First, we need to download the Mesosphere project's key from the Ubuntu keyserver and then set the correct URL for our Ubuntu release:
# Setup $ sudo apt-key adv --keyserver hkp://keyserver.ubuntu.com:80 --recv E56151BF $ DISTRO=$(lsb_release -is | tr '[:upper:]' '[:lower:]') $ CODENAME=$(lsb_release -cs) # Add the repository $ echo "deb http://repos.mesosphere.com/${DISTRO} ${CODENAME} main" | sudo tee /etc/apt/sources.list.d/mesosphere.list $ sudo apt-get -y update
$ sudo apt-get -y install mesos marathon
For master hosts, we need the mesosphere meta package. This includes the zookeeper, mesos, marathon, and chronos applications:
$ sudo apt-get install mesosphere
For slave hosts, we only need the mesos package, which also pulls in zookeeper as a dependency:
sudo apt-get install mesos
The Mesos package will automatically pull in the ZooKeeper package as a dependency.
The Mesosphere package ships with a default configuration, outlined below:
- /etc/default/mesos
sets master and slave log dir to /var/log/mesos - /etc/default/mesos-master
sets port to 5050 sets zk to the value in the file /etc/mesos/zk - /etc/default/mesos-slave
sets master as the value of /etc/mesos/zk - /etc/mesos/zk
sets the ZooKeeper instance to zk://localhost:2181/mesos - /etc/mesos-master/work_dir
sets working_dir to var/lib/mesos - /etc/mesos-master/quorum
sets quorum to 1
This default configuration allows Mesos to start immediately on a single node.
Let's configure our zookeeper connection info (/etc/mesos/zk).
This allows all of our hosts to connect to the correct master servers.
We need to modify the default to point to our three master servers:
zk://localhost:2181/mesos
We need to replace localhost with the IP address of our Mesos master servers:
zk://172.17.0.1:2181,172.17.0.2:2181,172.17.0.3:2181/mesos
Do the same to all our masters and slaves. This will help each individual server connect to the correct master servers to communicate with the cluster.
Define a unique ID number, from 1 to 255, for each of our master servers (/etc/zookeeper/conf/myid).
Our first server will just have this in the file:
1
Next, we need to modify our zookeeper configuration file to map our zookeeper IDs to actual hosts. This will ensure that the service can correctly resolve each host from the ID system that it uses.
Append the following values to /etc/zookeeper/conf/zoo.cfg on each node:
server.1=172.17.0.1:2888:3888 server.2=172.17.0.2:2888:3888 server.3=172.17.0.3:2888:3888
The fist port is used by followers to connect to the leader. The second one is used for leader election.
Do the same mappings for all master servers' configuration files.
Now, configure Mesos on the three master servers (/etc/mesos-master/quorum).
Let's adjust the quorum necessary to make decisions.
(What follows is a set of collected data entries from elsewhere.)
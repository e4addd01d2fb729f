//! Traversal counters.

use std::ops::AddAssign;

/// Work counters accumulated by a query.
#[derive(Debug, Clone, Copy, Default, PartialEq, Eq)]
pub struct TraversalStats {
    /// Internal nodes whose children were box-tested.
    pub nodes: u64,
    /// Leaves whose primitives were tested.
    pub leaves: u64,
    /// Ray-triangle tests, counted per ray.
    pub primitives: u64,
    /// Lanes split off into single-ray traversal.
    pub single_ray_forks: u64,
    /// Packet descents cut short by the descent lane check.
    pub descent_switches: u64,
    /// Largest number of entries held by any traversal stack.
    pub max_stack_depth: usize,
}

impl AddAssign for TraversalStats {
    fn add_assign(&mut self, rhs: Self) {
        self.nodes += rhs.nodes;
        self.leaves += rhs.leaves;
        self.primitives += rhs.primitives;
        self.single_ray_forks += rhs.single_ray_forks;
        self.descent_switches += rhs.descent_switches;
        self.max_stack_depth = self.max_stack_depth.max(rhs.max_stack_depth);
    }
}
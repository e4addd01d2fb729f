#![warn(missing_docs)]

//! Math types for the raypack traversal kernel.
//!
//! Thin wrappers around nalgebra providing the single-precision types
//! used by ray packets and hierarchy nodes: vectors, axis-aligned boxes,
//! and the safe reciprocal used by slab tests.

use nalgebra::Vector3;

/// A vector (or point) in 3D space.
pub type Vec3 = Vector3<f32>;

/// Smallest magnitude that is reciprocated as-is by [`rcp_safe`].
pub const MIN_RCP_INPUT: f32 = 1e-18;

/// Reciprocal that never produces an infinity.
///
/// Inputs closer to zero than [`MIN_RCP_INPUT`] are clamped to
/// `±MIN_RCP_INPUT` (keeping the sign of `x`, including `-0.0`), so a zero
/// direction component turns into a large signed value and slab tests keep
/// their min/max ordering.
#[inline]
pub fn rcp_safe(x: f32) -> f32 {
    if x.abs() < MIN_RCP_INPUT {
        1.0 / MIN_RCP_INPUT.copysign(x)
    } else {
        1.0 / x
    }
}

/// Component-wise [`rcp_safe`].
#[inline]
pub fn rcp_safe3(v: &Vec3) -> Vec3 {
    Vec3::new(rcp_safe(v.x), rcp_safe(v.y), rcp_safe(v.z))
}

/// Axis-aligned bounding box.
#[derive(Debug, Clone, Copy, PartialEq)]
pub struct Aabb3 {
    /// Lower corner.
    pub lower: Vec3,
    /// Upper corner.
    pub upper: Vec3,
}

impl Aabb3 {
    /// Create a box from its lower and upper corners.
    pub fn new(lower: Vec3, upper: Vec3) -> Self {
        Self { lower, upper }
    }

    /// Create an empty (inverted) box suitable for expansion.
    pub fn empty() -> Self {
        Self {
            lower: Vec3::repeat(f32::INFINITY),
            upper: Vec3::repeat(f32::NEG_INFINITY),
        }
    }

    /// Whether the box contains no point at all.
    pub fn is_empty(&self) -> bool {
        self.lower.x > self.upper.x || self.lower.y > self.upper.y || self.lower.z > self.upper.z
    }

    /// Expand this box to include a point.
    pub fn include_point(&mut self, p: &Vec3) {
        self.lower = self.lower.inf(p);
        self.upper = self.upper.sup(p);
    }

    /// Expand this box to include another box.
    pub fn include_box(&mut self, other: &Aabb3) {
        self.lower = self.lower.inf(&other.lower);
        self.upper = self.upper.sup(&other.upper);
    }

    /// Center of the box.
    pub fn center(&self) -> Vec3 {
        (self.lower + self.upper) * 0.5
    }

    /// Test whether a point lies inside the box (boundary included).
    pub fn contains(&self, p: &Vec3) -> bool {
        p.x >= self.lower.x
            && p.y >= self.lower.y
            && p.z >= self.lower.z
            && p.x <= self.upper.x
            && p.y <= self.upper.y
            && p.z <= self.upper.z
    }
}

impl Default for Aabb3 {
    fn default() -> Self {
        Self::empty()
    }
}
This will determine the number of hosts necessary for the cluster to be in a functioning state.
A replicated group of servers in the same application is called a quorum, and in replicated mode, all servers in the quorum have copies of the same configuration file.
The quorum should be set so that over 50 percent of the master members must be present to make decisions. However, we also want to build in some fault tolerance so that if all of our masters are not present, the cluster can still function.
We have three masters, so the only setting that satisfies both of these requirements is a quorum of two. Since the initial configuration assumes a single server setup, the quorum is currently set to one.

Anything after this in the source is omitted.